RECORDS FOR THE TASK:
//! Budget ledger: tracks wallet vs deployed capital for one controller and
//! caps the total at the quote-denominated anchor. The cap only ever shaves
//! surplus off the wallet side (quote first, then base); deployed capital is
//! what the chain says it is and is never reduced by bookkeeping.

use rust_decimal::Decimal;
use tracing::debug;

#[derive(Debug, Clone, Default, PartialEq)]
pub struct BudgetLedger {
    pub wallet_base: Decimal,
    pub wallet_quote: Decimal,
    pub deployed_base: Decimal,
    pub deployed_quote: Decimal,
    /// Configured position_value_quote; zero means uncapped
    configured_cap: Decimal,
    /// Mark-to-market anchor once fixed; tightens the cap further
    anchor_value_quote: Option<Decimal>,
    initialized: bool,
}

impl BudgetLedger {
    pub fn new(configured_cap: Decimal) -> Self {
        Self {
            configured_cap: configured_cap.max(Decimal::ZERO),
            ..Default::default()
        }
    }

    pub fn is_initialized(&self) -> bool {
        self.initialized
    }

    /// Seed wallet amounts from the first usable balance snapshot, capped.
    pub fn initialize(&mut self, wallet_base: Decimal, wallet_quote: Decimal, price: Decimal) {
        if self.initialized {
            return;
        }
        self.wallet_base = wallet_base;
        self.wallet_quote = wallet_quote;
        self.initialized = true;
        self.apply_cap(price);
    }

    pub fn set_anchor(&mut self, anchor_value_quote: Decimal) {
        if anchor_value_quote > Decimal::ZERO {
            self.anchor_value_quote = Some(anchor_value_quote);
        }
    }

    pub fn clear_anchor(&mut self) {
        self.anchor_value_quote = None;
    }

    /// Effective cap: the configured budget tightened by the anchor once fixed.
    /// None means uncapped.
    pub fn effective_cap(&self) -> Option<Decimal> {
        match (self.configured_cap > Decimal::ZERO, self.anchor_value_quote) {
            (true, Some(anchor)) => Some(self.configured_cap.min(anchor)),
            (true, None) => Some(self.configured_cap),
            (false, Some(anchor)) => Some(anchor),
            (false, None) => None,
        }
    }

    pub fn deployed_value(&self, price: Decimal) -> Decimal {
        self.deployed_base * price + self.deployed_quote
    }

    pub fn wallet_value(&self, price: Decimal) -> Decimal {
        self.wallet_base * price + self.wallet_quote
    }

    pub fn total_value(&self, price: Decimal) -> Decimal {
        self.deployed_value(price) + self.wallet_value(price)
    }

    /// Confirmed LP open: capital moves wallet -> deployed
    pub fn record_open(&mut self, base: Decimal, quote: Decimal, price: Decimal) {
        self.wallet_base -= base;
        self.wallet_quote -= quote;
        self.deployed_base += base;
        self.deployed_quote += quote;
        self.apply_cap(price);
    }

    /// Confirmed LP close: capital moves deployed -> wallet
    pub fn record_close(&mut self, base: Decimal, quote: Decimal, price: Decimal) {
        self.deployed_base -= base;
        self.deployed_quote -= quote;
        self.wallet_base += base;
        self.wallet_quote += quote;
        self.apply_cap(price);
    }

    /// Confirmed swap fill: deltas move within the wallet
    pub fn record_swap_delta(&mut self, delta_base: Decimal, delta_quote: Decimal, price: Decimal) {
        self.wallet_base += delta_base;
        self.wallet_quote += delta_quote;
        self.apply_cap(price);
    }

    /// Enforce total <= effective cap by shaving surplus off the wallet,
    /// quote first, then base. Deployed amounts are untouched.
    pub fn apply_cap(&mut self, price: Decimal) {
        let cap = match self.effective_cap() {
            Some(cap) => cap,
            None => return,
        };
        if price <= Decimal::ZERO {
            return;
        }
        let total = self.total_value(price);
        let mut surplus = total - cap;
        if surplus <= Decimal::ZERO {
            return;
        }
        debug!("budget cap shave: total={} cap={} surplus={}", total, cap, surplus);
        let quote_shave = surplus.min(self.wallet_quote.max(Decimal::ZERO));
        self.wallet_quote -= quote_shave;
        surplus -= quote_shave;
        if surplus > Decimal::ZERO {
            let base_shave = (surplus / price).min(self.wallet_base.max(Decimal::ZERO));
            self.wallet_base -= base_shave;
        }
    }
}

#[cfg(test)]
mod tests {
    use super::*;
    use rust_decimal_macros::dec;

    #[test]
    fn test_initialize_caps_wallet() {
        let mut ledger = BudgetLedger::new(dec!(200));
        ledger.initialize(dec!(0), dec!(1000), dec!(20));
        assert_eq!(ledger.wallet_quote, dec!(200));
        assert_eq!(ledger.wallet_base, dec!(0));
        assert!(ledger.is_initialized());
    }

    #[test]
    fn test_initialize_is_one_shot() {
        let mut ledger = BudgetLedger::new(dec!(200));
        ledger.initialize(dec!(0), dec!(100), dec!(20));
        ledger.initialize(dec!(5), dec!(500), dec!(20));
        assert_eq!(ledger.wallet_quote, dec!(100));
    }

    #[test]
    fn test_open_moves_wallet_to_deployed() {
        let mut ledger = BudgetLedger::new(dec!(200));
        ledger.initialize(dec!(5), dec!(100), dec!(20)); // exactly at the cap
        ledger.record_open(dec!(2), dec!(50), dec!(20));
        assert_eq!(ledger.deployed_base, dec!(2));
        assert_eq!(ledger.deployed_quote, dec!(50));
        assert_eq!(ledger.total_value(dec!(20)), dec!(200));
    }

    #[test]
    fn test_close_reverses_open() {
        let mut ledger = BudgetLedger::new(dec!(200));
        ledger.initialize(dec!(0), dec!(200), dec!(20));
        ledger.record_open(dec!(0), dec!(150), dec!(20));
        ledger.record_close(dec!(0), dec!(150), dec!(20));
        assert_eq!(ledger.deployed_quote, dec!(0));
        assert_eq!(ledger.wallet_quote, dec!(200));
    }

    #[test]
    fn test_swap_delta_stays_within_wallet() {
        let mut ledger = BudgetLedger::new(dec!(200));
        ledger.initialize(dec!(0), dec!(200), dec!(20));
        // Buy 5 base for 100 quote
        ledger.record_swap_delta(dec!(5), dec!(-100), dec!(20));
        assert_eq!(ledger.wallet_base, dec!(5));
        assert_eq!(ledger.wallet_quote, dec!(100));
        assert_eq!(ledger.total_value(dec!(20)), dec!(200));
    }

    #[test]
    fn test_anchor_tightens_cap() {
        let mut ledger = BudgetLedger::new(dec!(200));
        ledger.initialize(dec!(0), dec!(200), dec!(20));
        ledger.set_anchor(dec!(150));
        assert_eq!(ledger.effective_cap(), Some(dec!(150)));
        ledger.apply_cap(dec!(20));
        assert_eq!(ledger.wallet_quote, dec!(150));
    }

    #[test]
    fn test_cap_shaves_quote_before_base() {
        let mut ledger = BudgetLedger::new(dec!(100));
        ledger.wallet_base = dec!(10); // 200 at price 20
        ledger.wallet_quote = dec!(50);
        ledger.initialized = true;
        ledger.apply_cap(dec!(20));
        // surplus 150: quote 50 gone first, then 5 base
        assert_eq!(ledger.wallet_quote, dec!(0));
        assert_eq!(ledger.wallet_base, dec!(5));
        assert_eq!(ledger.total_value(dec!(20)), dec!(100));
    }

    #[test]
    fn test_cap_never_reduces_deployed() {
        let mut ledger = BudgetLedger::new(dec!(100));
        ledger.deployed_quote = dec!(180);
        ledger.wallet_quote = dec!(40);
        ledger.initialized = true;
        ledger.apply_cap(dec!(20));
        // Deployed exceeds the cap on its own: wallet zeroed, deployed intact
        assert_eq!(ledger.deployed_quote, dec!(180));
        assert_eq!(ledger.wallet_quote, dec!(0));
    }

    #[test]
    fn test_containment_over_mixed_sequence() {
        let price = dec!(20);
        let mut ledger = BudgetLedger::new(dec!(200));
        ledger.initialize(dec!(3), dec!(500), price);
        ledger.set_anchor(dec!(200));
        ledger.record_swap_delta(dec!(4), dec!(-80), price);
        ledger.record_open(dec!(4), dec!(40), price);
        ledger.record_swap_delta(dec!(-1), dec!(19), price);
        ledger.record_close(dec!(4), dec!(40), price);
        let cap = ledger.effective_cap().unwrap();
        assert!(
            ledger.total_value(price) <= cap + dec!(0.000000000001),
            "total {} exceeds cap {}",
            ledger.total_value(price),
            cap
        );
    }

    #[test]
    fn test_uncapped_ledger_passes_through() {
        let mut ledger = BudgetLedger::new(dec!(0));
        ledger.initialize(dec!(100), dec!(100000), dec!(20));
        assert_eq!(ledger.effective_cap(), None);
        assert_eq!(ledger.wallet_quote, dec!(100000));
    }
}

EXERCISE: Looking back over the data above, restate word for word the lines that begin at the line with "wallet -> deployed" and end at the line with "self.deployed_base += base;", inclusive.

ANSWER SPACE:
    /// Confirmed LP open: capital moves wallet -> deployed
    pub fn record_open(&mut self, base: Decimal, quote: Decimal, price: Decimal) {
        self.wallet_base -= base;
        self.wallet_quote -= quote;
        self.deployed_base += base;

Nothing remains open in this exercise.